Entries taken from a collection

=====

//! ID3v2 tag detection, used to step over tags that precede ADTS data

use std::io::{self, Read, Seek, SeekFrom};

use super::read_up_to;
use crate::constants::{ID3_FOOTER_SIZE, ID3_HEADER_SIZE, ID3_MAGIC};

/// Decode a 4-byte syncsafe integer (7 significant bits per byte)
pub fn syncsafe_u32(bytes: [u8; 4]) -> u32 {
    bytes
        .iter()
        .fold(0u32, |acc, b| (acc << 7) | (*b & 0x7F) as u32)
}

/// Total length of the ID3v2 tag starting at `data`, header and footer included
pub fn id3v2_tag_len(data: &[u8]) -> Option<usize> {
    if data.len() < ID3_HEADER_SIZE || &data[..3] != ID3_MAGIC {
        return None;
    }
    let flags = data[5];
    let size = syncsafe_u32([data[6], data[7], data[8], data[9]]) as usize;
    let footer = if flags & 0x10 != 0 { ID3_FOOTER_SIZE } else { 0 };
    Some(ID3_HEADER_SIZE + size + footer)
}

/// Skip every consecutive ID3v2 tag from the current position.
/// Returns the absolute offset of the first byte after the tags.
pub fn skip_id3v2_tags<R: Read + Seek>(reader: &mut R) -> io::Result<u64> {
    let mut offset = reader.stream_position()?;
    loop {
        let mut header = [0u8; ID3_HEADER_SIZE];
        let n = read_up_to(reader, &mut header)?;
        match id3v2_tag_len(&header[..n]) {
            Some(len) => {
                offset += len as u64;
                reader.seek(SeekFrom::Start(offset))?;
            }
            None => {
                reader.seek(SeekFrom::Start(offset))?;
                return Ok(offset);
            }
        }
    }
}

=====

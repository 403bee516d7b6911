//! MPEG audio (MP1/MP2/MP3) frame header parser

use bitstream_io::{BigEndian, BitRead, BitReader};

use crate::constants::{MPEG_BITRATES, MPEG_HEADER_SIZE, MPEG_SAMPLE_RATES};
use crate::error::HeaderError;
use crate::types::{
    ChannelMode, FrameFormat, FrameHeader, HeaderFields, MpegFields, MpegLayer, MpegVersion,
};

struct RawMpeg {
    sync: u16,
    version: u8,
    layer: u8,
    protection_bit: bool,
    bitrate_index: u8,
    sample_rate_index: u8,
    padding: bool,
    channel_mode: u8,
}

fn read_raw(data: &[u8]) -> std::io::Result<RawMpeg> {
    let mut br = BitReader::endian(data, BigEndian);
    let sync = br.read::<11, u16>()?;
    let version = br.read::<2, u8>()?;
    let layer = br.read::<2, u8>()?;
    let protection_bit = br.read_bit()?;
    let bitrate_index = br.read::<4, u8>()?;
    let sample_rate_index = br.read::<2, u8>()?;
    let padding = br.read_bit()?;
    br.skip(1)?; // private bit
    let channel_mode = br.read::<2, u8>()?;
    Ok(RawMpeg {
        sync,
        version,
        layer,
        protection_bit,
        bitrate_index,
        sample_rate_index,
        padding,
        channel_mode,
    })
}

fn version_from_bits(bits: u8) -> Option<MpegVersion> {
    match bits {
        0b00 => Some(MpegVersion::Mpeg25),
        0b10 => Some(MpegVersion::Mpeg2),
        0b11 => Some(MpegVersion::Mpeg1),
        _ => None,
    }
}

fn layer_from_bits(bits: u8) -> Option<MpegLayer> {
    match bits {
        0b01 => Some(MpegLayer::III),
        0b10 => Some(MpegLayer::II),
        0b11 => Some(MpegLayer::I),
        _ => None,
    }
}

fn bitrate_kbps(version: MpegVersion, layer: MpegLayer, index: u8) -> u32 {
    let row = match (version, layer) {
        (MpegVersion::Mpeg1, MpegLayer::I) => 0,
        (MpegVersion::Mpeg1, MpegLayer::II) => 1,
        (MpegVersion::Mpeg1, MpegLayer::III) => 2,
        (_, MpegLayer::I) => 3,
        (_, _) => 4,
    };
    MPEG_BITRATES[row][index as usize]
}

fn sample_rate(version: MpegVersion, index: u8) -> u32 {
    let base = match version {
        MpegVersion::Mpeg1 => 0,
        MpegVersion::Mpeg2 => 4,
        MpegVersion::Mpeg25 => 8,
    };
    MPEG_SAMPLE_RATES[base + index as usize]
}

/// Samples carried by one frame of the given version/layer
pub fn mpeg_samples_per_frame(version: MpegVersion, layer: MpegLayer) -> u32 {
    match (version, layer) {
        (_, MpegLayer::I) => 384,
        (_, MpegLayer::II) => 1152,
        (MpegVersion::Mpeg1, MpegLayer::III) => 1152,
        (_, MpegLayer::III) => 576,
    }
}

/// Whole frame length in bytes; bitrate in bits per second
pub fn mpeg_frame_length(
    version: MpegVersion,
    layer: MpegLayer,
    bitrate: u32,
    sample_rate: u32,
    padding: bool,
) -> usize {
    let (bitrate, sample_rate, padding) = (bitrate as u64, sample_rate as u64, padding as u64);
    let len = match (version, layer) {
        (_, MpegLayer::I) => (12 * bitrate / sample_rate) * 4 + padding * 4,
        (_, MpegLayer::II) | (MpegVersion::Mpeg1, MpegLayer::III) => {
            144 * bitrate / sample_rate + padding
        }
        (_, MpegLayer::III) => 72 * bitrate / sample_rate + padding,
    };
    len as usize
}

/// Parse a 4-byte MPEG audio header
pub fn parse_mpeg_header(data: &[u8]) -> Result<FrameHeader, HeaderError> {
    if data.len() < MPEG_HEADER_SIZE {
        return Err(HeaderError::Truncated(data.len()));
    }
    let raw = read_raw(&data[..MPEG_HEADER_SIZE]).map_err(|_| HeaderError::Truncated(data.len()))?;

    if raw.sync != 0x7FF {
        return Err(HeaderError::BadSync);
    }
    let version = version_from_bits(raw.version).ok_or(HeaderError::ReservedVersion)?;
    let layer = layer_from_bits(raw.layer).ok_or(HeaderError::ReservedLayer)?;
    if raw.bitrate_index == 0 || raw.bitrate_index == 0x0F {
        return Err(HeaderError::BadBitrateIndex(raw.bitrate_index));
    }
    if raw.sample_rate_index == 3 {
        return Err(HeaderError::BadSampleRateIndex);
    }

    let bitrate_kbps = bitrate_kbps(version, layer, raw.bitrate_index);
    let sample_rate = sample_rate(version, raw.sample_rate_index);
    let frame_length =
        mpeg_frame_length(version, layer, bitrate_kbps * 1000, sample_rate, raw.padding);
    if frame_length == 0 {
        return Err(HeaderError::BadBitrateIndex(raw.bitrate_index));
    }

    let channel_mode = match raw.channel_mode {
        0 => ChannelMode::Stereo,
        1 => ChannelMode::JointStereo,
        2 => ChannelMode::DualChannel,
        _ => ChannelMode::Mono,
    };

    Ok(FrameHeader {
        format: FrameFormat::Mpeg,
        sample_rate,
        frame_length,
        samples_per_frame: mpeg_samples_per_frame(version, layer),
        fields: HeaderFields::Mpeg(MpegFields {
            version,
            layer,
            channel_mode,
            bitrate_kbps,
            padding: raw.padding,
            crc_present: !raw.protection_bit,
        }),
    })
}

=====

» **WHAT THIS TASK INVOLVES**
Pick out the lines above that hold the string "padding" and show them.

» **SOLUTION FOR THIS EXERCISE**
    padding: bool,
    let padding = br.read_bit()?;
        padding,
    padding: bool,
    let (bitrate, sample_rate, padding) = (bitrate as u64, sample_rate as u64, padding as u64);
        (_, MpegLayer::I) => (12 * bitrate / sample_rate) * 4 + padding * 4,
            144 * bitrate / sample_rate + padding
        (_, MpegLayer::III) => 72 * bitrate / sample_rate + padding,
        mpeg_frame_length(version, layer, bitrate_kbps * 1000, sample_rate, raw.padding);
            padding: raw.padding,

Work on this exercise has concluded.